Il est important de relever que ces dispositions applicables aux élus ne visent que trois qualifications pénales, les violences, les menaces et les outrages, alors que l’article L. 134-5 du Code général de la fonction publique offre au bénéfice des agents publics une énumération beaucoup plus complète des infractions susceptibles d’être couvertes par la protection fonctionnelle[14]. Toutefois, le juge administratif considère que la protection fonctionnelle n’est pas limitée aux cas énumérés par les textes, et qu’elle peut être accordée « à raison de toutes menaces ou attaques dont ces élus feraient l’objet à l’occasion ou du fait de leurs fonctions » ; pour un exemple en matière de diffamation[15].
Notons bien que le juge administratif se réfère à sa propre notion de « menaces ou d’attaques » plutôt qu’à la qualification pénale exacte des faits dénoncés par la victime. Du reste, le juge administratif s’est toujours positionné dans une démarche d’unification des régimes de protection fonctionnelle entre celui des agents publics et celui des élus. Les atteintes volontaires à l’intégrité physique et le harcèlement peuvent donc relever du champ d’application de la protection fonctionnelle des élus.
A l’inverse, dans la mesure où aucun texte ne renvoie à des qualifications pénales non-intentionnelles, le juge administratif considère que des faits qualifiables pénalement de blessures involontaires ne peuvent relever du champ d’application de la protection[16]. Un élu communal victime d’une bousculade non intentionnelle ne sera donc pas, en l’état du droit, éligible à la protection fonctionnelle. Il pourra en revanche, dans une certaine mesure, bénéficier de l’article L.2123-31 du CGCT.
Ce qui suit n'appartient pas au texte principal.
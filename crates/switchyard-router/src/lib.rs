//! # Switchyard Router
//!
//! Trie-based request router with support for:
//! - Path parameter extraction (`/users/:id`)
//! - Catch-all matching (`/static/*filepath`)
//! - Method-based routing with `405 Method Not Allowed` detection
//! - Nested route groups with shared prefixes and middleware
//! - Pooled per-request contexts
//!
//! Routes are registered once at startup. The first call to
//! [`Router::handle`] freezes the router; after that the trie and groups
//! are read without locking.
//!
//! ## Example
//!
//! ```ignore
//! let mut router = Router::new();
//! router.use_middleware(Arc::new(RequestLogger::new()))?;
//! router.get("/users/:id", vec![show_user])?;
//!
//! let handled = router.handle(request).await;
//! ```

#![forbid(unsafe_code)]
#![warn(
    missing_docs,
    missing_debug_implementations,
    rust_2018_idioms,
    unreachable_pub
)]

pub mod fallback;
pub mod group;
pub mod matcher;
pub mod pattern;
pub mod route;
pub mod trie;

pub use fallback::{MethodNotAllowed, NotFound};
pub use group::{GroupHandle, GroupId};
pub use matcher::{NoMatch, RouteMatch};
pub use pattern::{Pattern, Segment};
pub use route::Route;
pub use trie::RouteTrie;

use fallback::Fallbacks;
use group::Groups;
use http::{Method, Request, Response};
use pattern::join_paths;
use std::fmt;
use std::sync::atomic::{AtomicBool, Ordering};
use std::sync::{Arc, OnceLock};
use switchyard_core::pool::DEFAULT_MAX_IDLE;
use switchyard_core::{
    dispatch_isolated, Body, Chain, ContextPool, Handler, Outcome, Params, RegistrationError,
    Result,
};

/// Router configuration
#[derive(Debug, Clone)]
pub struct RouterConfig {
    /// Maximum number of idle request contexts kept for reuse
    pub pool_max_idle: usize,
}

impl Default for RouterConfig {
    fn default() -> Self {
        Self {
            pool_max_idle: DEFAULT_MAX_IDLE,
        }
    }
}

/// Result of dispatching one request
#[derive(Debug)]
pub struct Handled {
    /// How the handler chain ended
    pub outcome: Outcome,

    /// Response produced by the chain, or a generic error response
    pub response: Response<Body>,
}

/// Request router: registration API and dispatch entry point
pub struct Router {
    trie: RouteTrie,
    groups: Groups,
    pool: ContextPool,
    frozen: AtomicBool,
    not_found: Arc<dyn Handler>,
    method_not_allowed: Arc<dyn Handler>,
    fallbacks: OnceLock<Fallbacks>,
}

impl Router {
    /// Create a new router
    pub fn new() -> Self {
        Self::with_config(RouterConfig::default())
    }

    /// Create a router with custom configuration
    pub fn with_config(config: RouterConfig) -> Self {
        Self {
            trie: RouteTrie::new(),
            groups: Groups::new(),
            pool: ContextPool::with_max_idle(config.pool_max_idle),
            frozen: AtomicBool::new(false),
            not_found: Arc::new(NotFound),
            method_not_allowed: Arc::new(MethodNotAllowed),
            fallbacks: OnceLock::new(),
        }
    }

    /// Append global middleware, run before every route registered afterwards
    pub fn use_middleware(&mut self, handler: Arc<dyn Handler>) -> Result<&mut Self> {
        self.add_middleware(GroupId::ROOT, handler)?;
        Ok(self)
    }

    /// Append several global middleware, in order
    pub fn use_all(&mut self, handlers: Vec<Arc<dyn Handler>>) -> Result<&mut Self> {
        for handler in handlers {
            self.add_middleware(GroupId::ROOT, handler)?;
        }
        Ok(self)
    }

    /// Register a route
    pub fn route(
        &mut self,
        method: Method,
        pattern: &str,
        handlers: Vec<Arc<dyn Handler>>,
    ) -> Result<&mut Self> {
        self.register(GroupId::ROOT, method, pattern, handlers)?;
        Ok(self)
    }

    /// Register a GET route
    pub fn get(&mut self, pattern: &str, handlers: Vec<Arc<dyn Handler>>) -> Result<&mut Self> {
        self.route(Method::GET, pattern, handlers)
    }

    /// Register a POST route
    pub fn post(&mut self, pattern: &str, handlers: Vec<Arc<dyn Handler>>) -> Result<&mut Self> {
        self.route(Method::POST, pattern, handlers)
    }

    /// Register a PUT route
    pub fn put(&mut self, pattern: &str, handlers: Vec<Arc<dyn Handler>>) -> Result<&mut Self> {
        self.route(Method::PUT, pattern, handlers)
    }

    /// Register a PATCH route
    pub fn patch(&mut self, pattern: &str, handlers: Vec<Arc<dyn Handler>>) -> Result<&mut Self> {
        self.route(Method::PATCH, pattern, handlers)
    }

    /// Register a DELETE route
    pub fn delete(&mut self, pattern: &str, handlers: Vec<Arc<dyn Handler>>) -> Result<&mut Self> {
        self.route(Method::DELETE, pattern, handlers)
    }

    /// Create a top-level group
    pub fn group(&mut self, prefix: &str) -> Result<GroupHandle<'_>> {
        let id = self.create_group(GroupId::ROOT, prefix)?;
        Ok(GroupHandle::new(self, id))
    }

    /// Replace the handler for requests that match no route
    pub fn not_found(&mut self, handler: Arc<dyn Handler>) -> Result<&mut Self> {
        self.ensure_open(|| "not-found handler".to_string())?;
        self.not_found = handler;
        Ok(self)
    }

    /// Replace the handler for paths that exist only for other methods
    pub fn method_not_allowed(&mut self, handler: Arc<dyn Handler>) -> Result<&mut Self> {
        self.ensure_open(|| "method-not-allowed handler".to_string())?;
        self.method_not_allowed = handler;
        Ok(self)
    }

    /// Stop accepting registrations. Idempotent.
    pub fn freeze(&self) {
        // Plain load on the per-request path; only the first call writes
        if self.is_frozen() {
            return;
        }
        if !self.frozen.swap(true, Ordering::AcqRel) {
            tracing::debug!(
                routes = self.trie.len(),
                groups = self.groups.len(),
                "Router frozen"
            );
        }
        self.fallbacks();
    }

    /// Whether registration is closed
    pub fn is_frozen(&self) -> bool {
        self.frozen.load(Ordering::Acquire)
    }

    /// Match a method and path without dispatching
    pub fn find(&self, method: &Method, path: &str) -> std::result::Result<RouteMatch, NoMatch> {
        self.trie.match_path(method, path)
    }

    /// All registered routes, in trie order
    pub fn routes(&self) -> Vec<Arc<Route>> {
        self.trie.get_all_routes()
    }

    /// Number of registered routes
    pub fn route_count(&self) -> usize {
        self.trie.len()
    }

    /// The request context pool
    pub fn pool(&self) -> &ContextPool {
        &self.pool
    }

    /// Dispatch a request.
    ///
    /// Freezes the router on first use. The context is taken from the pool
    /// and returned to it once the chain has fully unwound. A chain that
    /// fails (error or panic) without being recovered yields a generic
    /// error response and [`Outcome::Failed`].
    pub async fn handle(&self, request: Request<Body>) -> Handled {
        self.freeze();
        let fallbacks = self.fallbacks();

        let matched = self.trie.match_path(request.method(), request.uri().path());
        let mut ctx = self.pool.acquire();

        let chain = match matched {
            Ok(RouteMatch { route, params }) => {
                ctx.bind(request, params);
                ctx.set_route_pattern(route.path_arc());
                Arc::clone(route.chain())
            }
            Err(NoMatch::NotFound) => {
                tracing::debug!(
                    method = %request.method(),
                    path = %request.uri().path(),
                    "No route matched"
                );
                ctx.bind(request, Params::new());
                Arc::clone(&fallbacks.not_found)
            }
            Err(NoMatch::MethodNotAllowed { allowed }) => {
                tracing::debug!(
                    method = %request.method(),
                    path = %request.uri().path(),
                    allowed = ?allowed,
                    "Method not allowed"
                );
                ctx.bind(request, Params::new());
                ctx.set_allowed_methods(allowed);
                Arc::clone(&fallbacks.method_not_allowed)
            }
        };

        let outcome = dispatch_isolated(&chain, &mut ctx).await;

        if let Outcome::Failed(err) = &outcome {
            tracing::error!(
                method = %ctx.method(),
                path = %ctx.path(),
                route = ctx.route_pattern().unwrap_or("-"),
                error = %err,
                "Request failed"
            );
            let status = err.to_status_code();
            let response = ctx.response_mut();
            response.reset();
            response.text(status, status.canonical_reason().unwrap_or("Error"));
        }

        let response = ctx.response_mut().take();
        self.pool.release(ctx);

        Handled { outcome, response }
    }

    fn fallbacks(&self) -> &Fallbacks {
        self.fallbacks.get_or_init(|| {
            Fallbacks::new(
                &self.groups.effective_middleware(GroupId::ROOT),
                &self.not_found,
                &self.method_not_allowed,
            )
        })
    }

    fn ensure_open(&self, target: impl FnOnce() -> String) -> Result<()> {
        if self.is_frozen() {
            return Err(RegistrationError::Frozen { target: target() }.into());
        }
        Ok(())
    }

    pub(crate) fn add_middleware(&mut self, group: GroupId, handler: Arc<dyn Handler>) -> Result<()> {
        self.ensure_open(|| {
            format!("middleware on '{}'", self.groups.effective_prefix(group))
        })?;
        tracing::debug!(group = group.index(), middleware = ?handler, "Middleware added");
        self.groups.push_middleware(group, handler);
        Ok(())
    }

    pub(crate) fn create_group(&mut self, parent: GroupId, prefix: &str) -> Result<GroupId> {
        self.ensure_open(|| format!("group '{prefix}'"))?;
        let id = self.groups.create(parent, prefix)?;
        tracing::debug!(
            group = id.index(),
            prefix = %self.groups.effective_prefix(id),
            "Group created"
        );
        Ok(id)
    }

    /// Compile the full pattern, resolve the chain and insert the route
    pub(crate) fn register(
        &mut self,
        group: GroupId,
        method: Method,
        pattern: &str,
        handlers: Vec<Arc<dyn Handler>>,
    ) -> Result<()> {
        let full = join_paths(&self.groups.effective_prefix(group), pattern);
        self.ensure_open(|| format!("{method} {full}"))?;

        let pattern = Pattern::parse(pattern)
            .and_then(|_| Pattern::parse(&full))?;

        if handlers.is_empty() {
            return Err(RegistrationError::EmptyHandlerChain {
                method,
                pattern: pattern.to_string(),
            }
            .into());
        }

        let chain: Chain = self
            .groups
            .effective_middleware(group)
            .into_iter()
            .chain(handlers)
            .collect();

        let route = Route::new(method, pattern, chain);
        tracing::debug!(
            method = %route.method(),
            path = %route.path(),
            handlers = route.chain().len(),
            "Route registered"
        );

        self.trie.insert(route)?;
        Ok(())
    }
}

impl Default for Router {
    fn default() -> Self {
        Self::new()
    }
}

impl fmt::Debug for Router {
    fn fmt(&self, f: &mut fmt::Formatter<'_>) -> fmt::Result {
        f.debug_struct("Router")
            .field("routes", &self.trie.len())
            .field("groups", &self.groups.len())
            .field("frozen", &self.is_frozen())
            .field("pool", &self.pool)
            .finish()
    }
}

/// Re-export commonly used types
pub mod prelude {
    pub use crate::{GroupHandle, Handled, NoMatch, Route, RouteMatch, Router, RouterConfig};
    pub use switchyard_core::prelude::*;
}
//! Switchyard CLI

mod app;
mod server;
mod shutdown;

use anyhow::Result;
use clap::{Parser, Subcommand, ValueEnum};
use server::Server;
use shutdown::{ShutdownSignal, SignalHandler};
use std::path::{Path, PathBuf};
use switchyard_config::{load_config, Config};
use tracing_subscriber::{layer::SubscriberExt, util::SubscriberInitExt, EnvFilter};

#[derive(Parser)]
#[command(name = "switchyard")]
#[command(about = "Switchyard HTTP router", long_about = None)]
#[command(version)]
struct Cli {
    /// Log level (trace, debug, info, warn, error)
    #[arg(short, long, global = true, default_value = "info")]
    log_level: String,

    /// Log output format
    #[arg(long, global = true, value_enum, default_value_t = LogFormat::Text)]
    log_format: LogFormat,

    #[command(subcommand)]
    command: Commands,
}

#[derive(Subcommand)]
enum Commands {
    /// Serve the demo application
    Serve {
        /// Path to configuration file; defaults are used when omitted
        #[arg(short, long, env = "SWITCHYARD_CONFIG")]
        config: Option<PathBuf>,
    },

    /// List the registered routes
    Routes {
        /// Path to configuration file
        #[arg(short, long, env = "SWITCHYARD_CONFIG")]
        config: Option<PathBuf>,
    },

    /// Validate configuration file
    Validate {
        /// Path to configuration file
        #[arg(short, long, default_value = "switchyard.yaml")]
        config: PathBuf,
    },

    /// Show version information
    Version,
}

#[derive(Debug, Clone, Copy, PartialEq, Eq, ValueEnum)]
enum LogFormat {
    /// Human readable lines
    Text,
    /// One JSON object per event
    Json,
}

#[tokio::main]
async fn main() -> Result<()> {
    let cli = Cli::parse();

    match cli.command {
        Commands::Serve { config } => {
            init_tracing(&cli.log_level, cli.log_format)?;

            tracing::info!("Starting Switchyard");
            let config = config_or_default(config.as_deref())?;

            tracing::info!(
                listen = %config.server.listen,
                pool_max_idle = config.router.pool_max_idle,
                "Configuration loaded"
            );

            let router = app::build_router(&config)?;

            let shutdown_signal = ShutdownSignal::new();
            let handler = SignalHandler::new(shutdown_signal.clone());
            tokio::spawn(handler.run());

            Server::new(router, config.server, shutdown_signal)
                .run()
                .await?;

            tracing::info!("Server stopped");
            Ok(())
        }

        Commands::Routes { config } => {
            init_tracing("warn", cli.log_format)?;

            let config = config_or_default(config.as_deref())?;
            let router = app::build_router(&config)?;

            let mut routes = router.routes();
            routes.sort_by(|a, b| {
                a.path()
                    .cmp(b.path())
                    .then_with(|| a.method().as_str().cmp(b.method().as_str()))
            });

            for route in routes {
                println!(
                    "{:<8} {:<32} {} handler(s)",
                    route.method(),
                    route.path(),
                    route.chain().len()
                );
            }
            Ok(())
        }

        Commands::Validate { config } => {
            init_tracing(&cli.log_level, cli.log_format)?;

            tracing::info!("Validating configuration: {}", config.display());

            match load_config(&config) {
                Ok(cfg) => {
                    tracing::info!("✓ Configuration is valid");
                    tracing::info!("  Listen: {}", cfg.server.listen);
                    tracing::info!("  Shutdown timeout: {:?}", cfg.server.shutdown_timeout);
                    tracing::info!("  Max body size: {}", cfg.server.max_body_size);
                    tracing::info!("  Auth: {}", cfg.middleware.auth.is_some());
                    Ok(())
                }
                Err(e) => {
                    tracing::error!("✗ Configuration validation failed: {}", e);
                    std::process::exit(1);
                }
            }
        }

        Commands::Version => {
            println!("Switchyard");
            println!("Version: {}", env!("CARGO_PKG_VERSION"));
            println!("Rust version: {}", env!("CARGO_PKG_RUST_VERSION"));
            Ok(())
        }
    }
}

fn config_or_default(path: Option<&Path>) -> Result<Config> {
    match path {
        Some(path) => {
            tracing::info!("Config file: {}", path.display());
            Ok(load_config(path)?)
        }
        None => {
            tracing::info!("No config file given, using defaults");
            Ok(Config::default())
        }
    }
}

fn init_tracing(level: &str, format: LogFormat) -> Result<()> {
    let filter = match level.to_lowercase().as_str() {
        "trace" => tracing::Level::TRACE,
        "debug" => tracing::Level::DEBUG,
        "info" => tracing::Level::INFO,
        "warn" => tracing::Level::WARN,
        "error" => tracing::Level::ERROR,
        _ => tracing::Level::INFO,
    };
    let filter = EnvFilter::from_default_env().add_directive(filter.into());

    match format {
        LogFormat::Text => tracing_subscriber::registry()
            .with(filter)
            .with(
                tracing_subscriber::fmt::layer()
                    .with_target(false)
                    .with_level(true),
            )
            .try_init()?,
        LogFormat::Json => tracing_subscriber::registry()
            .with(filter)
            .with(tracing_subscriber::fmt::layer().json())
            .try_init()?,
    }

    Ok(())
}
Enfin, le contrôle du juge administratif s’opère sur le lien avec les fonctions ; ainsi l’élu qui subirait « des attaques ou des menaces » pour des raisons personnelles et non liées à ses fonctions ne serait pas non plus éligible à la protection.
La protection fonctionnelle à l’élu auteur d’infraction[17] est par essence différente de la première, puisque l’élu n’est plus victime d’une infraction mais son auteur supposé. La condition est que les faits ne doivent pas avoir le « caractère de faute détachable de l’exercice de ses fonctions ».
A ce titre, le Tribunal des Conflits et le juge administratif ont élaboré depuis des décennies une jurisprudence abondante mais clairvoyante sur le sujet, dont la principale clé de voutes est qu’une infraction pénale (y compris intentionnelle[18]) n’est pas nécessairement – ipso facto – une faute détachable[19], sauf s’il s’agit d’un crime[20] ; ils n’ont depuis pas varié.
La Cour de cassation, dans sa formation pénale, partageait initialement cet état d’esprit jurisprudentiel : « Attendu qu’en l’état de ces seules énonciations procédant de ses constatations souveraines et abstraction faite d’un motif surabondant voire erroné selon lequel la faute pénale serait nécessairement une faute personnelle détachable des fonctions, la cour d’appel a justifié sa décision »[21].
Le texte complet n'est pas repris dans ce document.